* _EXERCISE DETAILS_:
Please keep to the lines below from the one with "the current thread." through the one with "self.launch(heartbeat_interval, HeartbeatDriver::Runtime)", and restate them word for word, ends included.

* _Stored items_:
################

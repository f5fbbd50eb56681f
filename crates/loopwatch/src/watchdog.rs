//! Watchdog controller.
//!
//! [`UiWatchdog`] owns the heartbeat source, the shared clock and the
//! detector thread, and drives the `Stopped -> Running -> Stopped` lifecycle.
//!
//! # Lifecycle
//!
//! ```text
//! ┌─────────┐   start()   ┌─────────┐
//! │ Stopped │────────────►│ Running │
//! └─────────┘             └─────────┘
//!      ▲                       │
//!      └──────── stop() ───────┘
//! ```
//!
//! Both transitions are idempotent. `stop()` waits at most
//! [`WatchdogConfig::join_timeout`] for the detector thread; if the thread
//! does not exit in time it is detached and the anomaly is reported.

use crossbeam::channel::{self, Receiver, RecvTimeoutError};
use std::sync::Arc;
use std::thread::JoinHandle;
use std::time::Duration;

use crate::alert::AlertAction;
use crate::clock::{Clock, HeartbeatClock};
use crate::config::{AlertOptions, WatchdogConfig};
use crate::detector::{self, StallDetector, StopHandle, panic_message};
use crate::error::{WatchdogError, WatchdogResult};
use crate::heartbeat::{HeartbeatDriver, HeartbeatSource};
use crate::spawner::{StdThreadSpawner, ThreadSpawner};
use crate::stats::{DetectorStats, StatsSnapshot};

/// Lifecycle state of a [`UiWatchdog`].
#[derive(Debug, Clone, Copy, PartialEq, Eq, Hash, Default)]
pub enum WatchdogState {
    /// No detector thread exists.
    #[default]
    Stopped,
    /// Heartbeats are scheduled and the detector thread is polling.
    Running,
}

impl std::fmt::Display for WatchdogState {
    fn fmt(&self, f: &mut std::fmt::Formatter<'_>) -> std::fmt::Result {
        match self {
            WatchdogState::Stopped => write!(f, "Stopped"),
            WatchdogState::Running => write!(f, "Running"),
        }
    }
}

/// How the detector thread ended when the watchdog was stopped.
#[derive(Debug, Clone, Copy, PartialEq, Eq, Hash)]
#[must_use]
pub enum JoinStatus {
    /// The watchdog was not running.
    NotRunning,
    /// The thread exited within the join bound.
    Joined,
    /// The thread did not exit within the join bound and was detached.
    TimedOut,
    /// The thread exited by panicking.
    Panicked,
}

impl JoinStatus {
    /// Whether no anomaly occurred.
    #[must_use]
    pub fn is_clean(self) -> bool {
        matches!(self, Self::NotRunning | Self::Joined)
    }
}

struct Worker {
    stop: StopHandle,
    exited: Receiver<()>,
    handle: JoinHandle<()>,
}

/// Liveness watchdog for one monitored loop.
///
/// The thread that calls [`start`](Self::start) becomes the monitored
/// context. With the pumped driver, the monitored loop must call
/// [`pump`](Self::pump) on every iteration.
///
/// # Example
///
/// ```rust
/// use loopwatch::prelude::*;
/// use std::time::Duration;
///
/// let mut watchdog = UiWatchdog::new(AlertOptions::None);
/// watchdog.start(DEFAULT_HEARTBEAT_INTERVAL)?;
///
/// for _ in 0..10 {
///     // ... process one batch of events ...
///     watchdog.pump()?;
///     std::thread::sleep(Duration::from_millis(5));
/// }
///
/// assert!(watchdog.stop().is_clean());
/// # Ok::<(), WatchdogError>(())
/// ```
pub struct UiWatchdog {
    config: WatchdogConfig,
    action: AlertAction,
    spawner: Arc<dyn ThreadSpawner>,
    clock: Arc<HeartbeatClock>,
    heartbeat: HeartbeatSource,
    stats: Arc<DetectorStats>,
    worker: Option<Worker>,
}

impl UiWatchdog {
    /// Create a stopped watchdog with default timing and the given options.
    #[must_use]
    pub fn new(options: AlertOptions) -> Self {
        let config = WatchdogConfig {
            options,
            ..WatchdogConfig::default()
        };
        Self::build(config)
    }

    /// Create a stopped watchdog from a configuration.
    ///
    /// # Errors
    ///
    /// Returns an error if the configuration is invalid.
    pub fn with_config(config: WatchdogConfig) -> WatchdogResult<Self> {
        config.validate()?;
        Ok(Self::build(config))
    }

    fn build(config: WatchdogConfig) -> Self {
        let clock = Arc::new(HeartbeatClock::monotonic());
        tracing::debug!(options = %config.options, "UiWatchdog created");
        Self {
            action: AlertAction::from_options(config.options),
            spawner: Arc::new(StdThreadSpawner),
            heartbeat: HeartbeatSource::new(Arc::clone(&clock)),
            stats: Arc::new(DetectorStats::new()),
            worker: None,
            clock,
            config,
        }
    }

    /// Replace the alert action derived from the options.
    #[must_use]
    pub fn with_alert_action(mut self, action: AlertAction) -> Self {
        self.action = action;
        self
    }

    /// Use a custom thread spawner for the detector thread.
    #[must_use]
    pub fn with_spawner(mut self, spawner: Arc<dyn ThreadSpawner>) -> Self {
        self.spawner = spawner;
        self
    }

    /// Measure heartbeats against a custom time source.
    ///
    /// Has no effect while running.
    #[must_use]
    pub fn with_time_source(mut self, time: Arc<dyn Clock>) -> Self {
        if self.is_running() {
            tracing::warn!("Ignoring time source change while running");
            return self;
        }
        self.clock = Arc::new(HeartbeatClock::new(time));
        self.heartbeat = HeartbeatSource::new(Arc::clone(&self.clock));
        self
    }

    /// Start watching with a pumped heartbeat on the current thread.
    ///
    /// No-op if already running.
    ///
    /// # Errors
    ///
    /// Returns an error if `heartbeat_interval` is zero or the detector
    /// thread cannot be spawned.
    pub fn start(&mut self, heartbeat_interval: Duration) -> WatchdogResult<()> {
        self.launch(heartbeat_interval, HeartbeatDriver::Pumped)
    }

    /// Start watching with heartbeats ticked by a task on the current tokio
    /// runtime. No-op if already running.
    ///
    /// # Errors
    ///
    /// Returns an error if `heartbeat_interval` is zero, no runtime is
    /// entered, or the detector thread cannot be spawned.
    #[cfg(feature = "tokio")]
    pub fn start_on_runtime(&mut self, heartbeat_interval: Duration) -> WatchdogResult<()> {
        self.launch(heartbeat_interval, HeartbeatDriver::Runtime)
    }

    /// Start with the configured heartbeat interval and a pumped heartbeat.
    ///
    /// # Errors
    ///
    /// See [`start`](Self::start).
    pub fn start_default(&mut self) -> WatchdogResult<()> {
        self.start(self.config.heartbeat_interval)
    }

    fn launch(&mut self, heartbeat_interval: Duration, driver: HeartbeatDriver) -> WatchdogResult<()> {
        if self.is_running() {
            tracing::debug!("UiWatchdog already running");
            return Ok(());
        }
        WatchdogError::ensure_positive("heartbeat_interval", heartbeat_interval)?;

        // Fresh counters per run: a detached thread from an earlier run keeps
        // writing only to its own.
        let stats = Arc::new(DetectorStats::new());
        let detector = StallDetector::new(
            Arc::clone(&self.clock),
            self.action.clone(),
            self.config.poll_interval,
            self.config.stall_threshold,
        )?
        .with_stats(Arc::clone(&stats));

        match driver {
            HeartbeatDriver::Pumped => self.heartbeat.start(heartbeat_interval)?,
            #[cfg(feature = "tokio")]
            HeartbeatDriver::Runtime => self.heartbeat.start_on_runtime(heartbeat_interval)?,
        }

        self.stats = stats;
        self.clock.reset();

        let (stop, token) = detector::stop_channel();
        // Never sent on; the detector thread drops the sender when it exits.
        let (exit_tx, exited) = channel::bounded::<()>(0);
        let work = Box::new(move || {
            let _exit_guard = exit_tx;
            detector.run(&token);
        });

        let handle = match self.spawner.spawn(&self.config.thread_name, work) {
            Ok(handle) => handle,
            Err(source) => {
                self.heartbeat.stop();
                tracing::error!(
                    thread = %self.config.thread_name,
                    error = %source,
                    "Failed to spawn detector thread"
                );
                return Err(WatchdogError::thread_spawn(&self.config.thread_name, source));
            }
        };

        self.worker = Some(Worker {
            stop,
            exited,
            handle,
        });
        tracing::debug!(
            heartbeat_interval_ms = heartbeat_interval.as_millis(),
            poll_interval_ms = self.config.poll_interval.as_millis(),
            stall_threshold_ms = self.config.stall_threshold.as_millis(),
            driver = ?driver,
            "UiWatchdog started"
        );
        Ok(())
    }

    /// Stop watching.
    ///
    /// Blocks for at most the configured join bound while the detector
    /// thread exits. No-op (returning [`JoinStatus::NotRunning`]) if
    /// already stopped.
    pub fn stop(&mut self) -> JoinStatus {
        let Some(worker) = self.worker.take() else {
            return JoinStatus::NotRunning;
        };

        self.heartbeat.stop();
        worker.stop.stop();

        let timeout = self.config.join_timeout;
        let status = match worker.exited.recv_timeout(timeout) {
            Err(RecvTimeoutError::Timeout) => {
                tracing::warn!(
                    thread = %self.config.thread_name,
                    timeout_ms = timeout.as_millis(),
                    "Detector thread did not exit in time; detaching it"
                );
                JoinStatus::TimedOut
            }
            Ok(()) | Err(RecvTimeoutError::Disconnected) => match worker.handle.join() {
                Ok(()) => JoinStatus::Joined,
                Err(payload) => {
                    tracing::error!(
                        thread = %self.config.thread_name,
                        panic = panic_message(payload.as_ref()),
                        "Detector thread panicked"
                    );
                    JoinStatus::Panicked
                }
            },
        };

        tracing::debug!(quit = status == JoinStatus::Joined, status = ?status, "Watch thread quit?");
        status
    }

    /// Drive the pumped heartbeat; call once per iteration of the monitored
    /// loop. Returns whether a heartbeat was emitted.
    ///
    /// # Errors
    ///
    /// Returns [`WatchdogError::WrongContext`] when called from a thread
    /// other than the one that started the watchdog.
    pub fn pump(&mut self) -> WatchdogResult<bool> {
        self.heartbeat.pump()
    }

    /// Emit a heartbeat immediately.
    ///
    /// # Errors
    ///
    /// Returns an error if stopped or called from the wrong thread.
    pub fn beat(&self) -> WatchdogResult<()> {
        self.heartbeat.beat()
    }

    /// Current lifecycle state.
    #[must_use]
    pub fn state(&self) -> WatchdogState {
        if self.worker.is_some() {
            WatchdogState::Running
        } else {
            WatchdogState::Stopped
        }
    }

    /// Whether the watchdog is running.
    #[must_use]
    pub fn is_running(&self) -> bool {
        self.state() == WatchdogState::Running
    }

    /// Active configuration.
    #[must_use]
    pub fn config(&self) -> &WatchdogConfig {
        &self.config
    }

    /// Detector statistics for the current (or most recent) run.
    #[must_use]
    pub fn stats(&self) -> StatsSnapshot {
        self.stats.snapshot()
    }

    /// Time since the last heartbeat.
    #[must_use]
    pub fn elapsed_since_heartbeat(&self) -> Duration {
        self.clock.elapsed()
    }

    /// Heartbeats emitted over this watchdog's lifetime.
    #[must_use]
    pub fn heartbeat_ticks(&self) -> u64 {
        self.heartbeat.ticks()
    }
}

impl Default for UiWatchdog {
    fn default() -> Self {
        Self::new(AlertOptions::None)
    }
}

impl Drop for UiWatchdog {
    fn drop(&mut self) {
        if self.is_running() {
            let status = self.stop();
            tracing::debug!(status = ?status, "UiWatchdog dropped while running");
        }
        tracing::debug!("UiWatchdog destroyed");
    }
}

impl std::fmt::Debug for UiWatchdog {
    fn fmt(&self, f: &mut std::fmt::Formatter<'_>) -> std::fmt::Result {
        f.debug_struct("UiWatchdog")
            .field("config", &self.config)
            .field("action", &self.action)
            .field("state", &self.state())
            .field("stats", &self.stats.snapshot())
            .finish_non_exhaustive()
    }
}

################

* _WRITTEN RESPONSE_:
    /// Start watching with a pumped heartbeat on the current thread.
    ///
    /// No-op if already running.
    ///
    /// # Errors
    ///
    /// Returns an error if `heartbeat_interval` is zero or the detector
    /// thread cannot be spawned.
    pub fn start(&mut self, heartbeat_interval: Duration) -> WatchdogResult<()> {
        self.launch(heartbeat_interval, HeartbeatDriver::Pumped)
    }

    /// Start watching with heartbeats ticked by a task on the current tokio
    /// runtime. No-op if already running.
    ///
    /// # Errors
    ///
    /// Returns an error if `heartbeat_interval` is zero, no runtime is
    /// entered, or the detector thread cannot be spawned.
    #[cfg(feature = "tokio")]
    pub fn start_on_runtime(&mut self, heartbeat_interval: Duration) -> WatchdogResult<()> {
        self.launch(heartbeat_interval, HeartbeatDriver::Runtime)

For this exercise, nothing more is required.